## Task to carry out
The word "path" may appear in some of the lines below. State how many lines contain it, and write only that number.

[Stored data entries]
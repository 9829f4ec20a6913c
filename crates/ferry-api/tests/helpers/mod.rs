//! Test helpers: build AppState over in-memory stores and a temp storage root.
//!
//! Run from workspace root: `cargo test -p ferry-api`.

#![allow(dead_code)]

pub mod fixtures;

use async_trait::async_trait;
use axum_test::TestServer;
use bytes::Bytes;
use chrono::Utc;
use ferry_api::setup::routes;
use ferry_api::{AppState, Stores};
use ferry_core::config::{BaseConfig, FerryConfig};
use ferry_core::models::{User, UserRole};
use ferry_core::{AppError, Config};
use ferry_db::test_helpers::{
    MockDownloadTokenStore, MockImageCacheStore, MockMatterStore, MockUploadTokenStore,
    MockUserStore,
};
use ferry_services::RemoteFetcher;
use ferry_storage::LocalStorage;
use std::sync::Arc;
use tempfile::TempDir;
use uuid::Uuid;

pub const JWT_SECRET: &str = "ferry-test-secret-0123456789abcdef";
pub const OWNER_EMAIL: &str = "owner@example.com";
pub const OTHER_EMAIL: &str = "other@example.com";
pub const ADMIN_EMAIL: &str = "admin@example.com";
pub const PASSWORD: &str = "correct horse battery";

/// Serves the same body for every URL
pub struct StubFetcher {
    pub body: Bytes,
}

#[async_trait]
impl RemoteFetcher for StubFetcher {
    async fn fetch(&self, _url: &str) -> Result<Bytes, AppError> {
        Ok(self.body.clone())
    }
}

/// Test application: server, the stores behind it and owned resources.
pub struct TestApp {
    pub server: TestServer,
    pub state: Arc<AppState>,
    pub users: Arc<MockUserStore>,
    pub matters: Arc<MockMatterStore>,
    pub upload_tokens: Arc<MockUploadTokenStore>,
    pub download_tokens: Arc<MockDownloadTokenStore>,
    pub image_caches: Arc<MockImageCacheStore>,
    pub owner: User,
    pub other: User,
    pub admin: User,
    pub _temp_dir: TempDir,
}

impl TestApp {
    pub fn client(&self) -> &TestServer {
        &self.server
    }
}

fn test_config(temp_dir: &TempDir, cors_origins: &[&str]) -> Config {
    Config(Box::new(FerryConfig {
        base: BaseConfig {
            server_port: 0,
            cors_origins: cors_origins.iter().map(|o| o.to_string()).collect(),
            db_max_connections: 1,
            db_timeout_seconds: 1,
            jwt_secret: JWT_SECRET.to_string(),
            environment: "test".to_string(),
            trusted_proxy_count: 1,
        },
        database_url: "postgres://unused/ferry".to_string(),
        storage_root: temp_dir.path().to_path_buf(),
        max_upload_size_bytes: 10 * 1024 * 1024,
        crawl_timeout_secs: 5,
        crawl_max_size_bytes: 10 * 1024 * 1024,
        url_upload_allowlist: None,
        crawl_allow_private_ips: false,
    }))
}

fn user(email: &str, role: UserRole) -> User {
    User {
        id: Uuid::new_v4(),
        email: email.to_string(),
        // Low cost keeps the suite fast
        password_hash: bcrypt::hash(PASSWORD, 4).expect("hash password"),
        role,
        created_at: Utc::now(),
        updated_at: Utc::now(),
    }
}

/// Setup test app with mock stores and local storage in a temp dir.
pub async fn setup_test_app() -> TestApp {
    setup_test_app_with_remote(Bytes::from_static(b"remote body")).await
}

/// Same as [`setup_test_app`], with crawls returning `remote_body`
pub async fn setup_test_app_with_remote(remote_body: Bytes) -> TestApp {
    build_test_app(remote_body, &["*"]).await
}

/// Same as [`setup_test_app`], with owner routes only answering `cors_origins`
pub async fn setup_test_app_with_cors(cors_origins: &[&str]) -> TestApp {
    build_test_app(Bytes::from_static(b"remote body"), cors_origins).await
}

async fn build_test_app(remote_body: Bytes, cors_origins: &[&str]) -> TestApp {
    let temp_dir = TempDir::new().expect("Failed to create temp dir");
    let config = test_config(&temp_dir, cors_origins);

    let users = Arc::new(MockUserStore::new());
    let matters = Arc::new(MockMatterStore::new());
    let upload_tokens = Arc::new(MockUploadTokenStore::new());
    let download_tokens = Arc::new(MockDownloadTokenStore::new());
    let image_caches = Arc::new(MockImageCacheStore::new());

    let owner = user(OWNER_EMAIL, UserRole::User);
    let other = user(OTHER_EMAIL, UserRole::User);
    let admin = user(ADMIN_EMAIL, UserRole::Administrator);
    users.add_user(owner.clone());
    users.add_user(other.clone());
    users.add_user(admin.clone());

    let storage = LocalStorage::new(temp_dir.path())
        .await
        .expect("Failed to create local storage");

    let state = Arc::new(AppState::new(
        config.clone(),
        Stores {
            users: users.clone(),
            matters: matters.clone(),
            upload_tokens: upload_tokens.clone(),
            download_tokens: download_tokens.clone(),
            image_caches: image_caches.clone(),
        },
        Arc::new(storage),
        Arc::new(StubFetcher { body: remote_body }),
    ));

    let app = routes::setup_routes(&config, state.clone()).expect("Failed to build routes");
    let server = TestServer::new(app.into_make_service()).expect("Failed to create test server");

    TestApp {
        server,
        state,
        users,
        matters,
        upload_tokens,
        download_tokens,
        image_caches,
        owner,
        other,
        admin,
        _temp_dir: temp_dir,
    }
}

/// Bearer header value carrying a session for `user`
pub fn bearer(user: &User) -> String {
    let token = ferry_api::auth::issue_session_token(user, JWT_SECRET, chrono::Duration::hours(1))
        .expect("sign session token");
    format!("Bearer {}", token)
}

## Answer box
2